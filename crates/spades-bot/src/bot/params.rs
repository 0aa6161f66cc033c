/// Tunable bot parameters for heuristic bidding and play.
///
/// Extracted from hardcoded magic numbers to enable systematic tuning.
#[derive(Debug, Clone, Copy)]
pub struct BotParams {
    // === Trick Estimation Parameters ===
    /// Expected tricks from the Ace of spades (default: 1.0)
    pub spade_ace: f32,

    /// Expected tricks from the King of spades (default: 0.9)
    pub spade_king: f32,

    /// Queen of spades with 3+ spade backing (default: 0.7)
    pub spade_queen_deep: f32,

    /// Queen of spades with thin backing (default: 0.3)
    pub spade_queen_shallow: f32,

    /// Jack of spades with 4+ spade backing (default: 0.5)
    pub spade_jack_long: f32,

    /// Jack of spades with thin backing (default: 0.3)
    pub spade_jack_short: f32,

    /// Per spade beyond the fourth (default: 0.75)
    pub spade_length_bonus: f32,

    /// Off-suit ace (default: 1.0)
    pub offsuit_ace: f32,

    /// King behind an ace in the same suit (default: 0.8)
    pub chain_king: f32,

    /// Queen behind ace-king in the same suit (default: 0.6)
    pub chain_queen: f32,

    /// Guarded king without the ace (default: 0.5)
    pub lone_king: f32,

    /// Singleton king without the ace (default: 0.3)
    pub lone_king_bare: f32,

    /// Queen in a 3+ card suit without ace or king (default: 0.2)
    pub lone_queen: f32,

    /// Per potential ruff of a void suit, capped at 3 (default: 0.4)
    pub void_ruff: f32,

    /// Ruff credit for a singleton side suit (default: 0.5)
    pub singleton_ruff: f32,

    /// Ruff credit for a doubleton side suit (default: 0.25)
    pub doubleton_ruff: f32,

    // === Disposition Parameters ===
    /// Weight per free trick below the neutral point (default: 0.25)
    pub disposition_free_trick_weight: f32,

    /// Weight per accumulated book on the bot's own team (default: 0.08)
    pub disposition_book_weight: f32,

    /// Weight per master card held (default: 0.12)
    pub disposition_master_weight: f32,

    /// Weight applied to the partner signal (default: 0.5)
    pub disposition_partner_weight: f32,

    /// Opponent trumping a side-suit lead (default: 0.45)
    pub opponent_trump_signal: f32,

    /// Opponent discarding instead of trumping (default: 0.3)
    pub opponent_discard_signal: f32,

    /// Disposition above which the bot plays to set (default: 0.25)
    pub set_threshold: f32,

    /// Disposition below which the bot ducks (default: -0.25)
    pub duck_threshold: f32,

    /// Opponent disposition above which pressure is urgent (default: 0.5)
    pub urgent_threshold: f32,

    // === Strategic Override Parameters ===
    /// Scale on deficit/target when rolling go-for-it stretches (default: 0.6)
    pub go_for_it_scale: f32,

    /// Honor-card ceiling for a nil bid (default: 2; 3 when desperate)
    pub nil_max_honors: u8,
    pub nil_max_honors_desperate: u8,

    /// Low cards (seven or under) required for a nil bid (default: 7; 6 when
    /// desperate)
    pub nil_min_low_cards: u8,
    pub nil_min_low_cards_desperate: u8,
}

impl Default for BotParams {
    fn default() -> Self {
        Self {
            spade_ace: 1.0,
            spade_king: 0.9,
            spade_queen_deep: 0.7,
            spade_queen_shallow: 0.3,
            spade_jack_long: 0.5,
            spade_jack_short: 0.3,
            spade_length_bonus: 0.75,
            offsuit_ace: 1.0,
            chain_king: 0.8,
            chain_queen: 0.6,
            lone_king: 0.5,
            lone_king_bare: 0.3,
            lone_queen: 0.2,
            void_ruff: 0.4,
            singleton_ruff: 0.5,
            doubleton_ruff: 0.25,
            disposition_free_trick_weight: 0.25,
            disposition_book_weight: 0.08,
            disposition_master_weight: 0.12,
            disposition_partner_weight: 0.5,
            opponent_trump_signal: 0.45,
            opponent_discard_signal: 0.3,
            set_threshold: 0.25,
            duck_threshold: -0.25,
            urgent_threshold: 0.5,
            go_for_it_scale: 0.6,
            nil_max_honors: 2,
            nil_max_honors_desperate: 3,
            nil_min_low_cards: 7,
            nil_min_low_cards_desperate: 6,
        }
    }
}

▶ Work instructions
Search each line of the data above for "side", and copy the lines where it occurs.

▶ Reply to the exercise
    /// Ruff credit for a singleton side suit (default: 0.5)
    /// Ruff credit for a doubleton side suit (default: 0.25)
    /// Opponent trumping a side-suit lead (default: 0.45)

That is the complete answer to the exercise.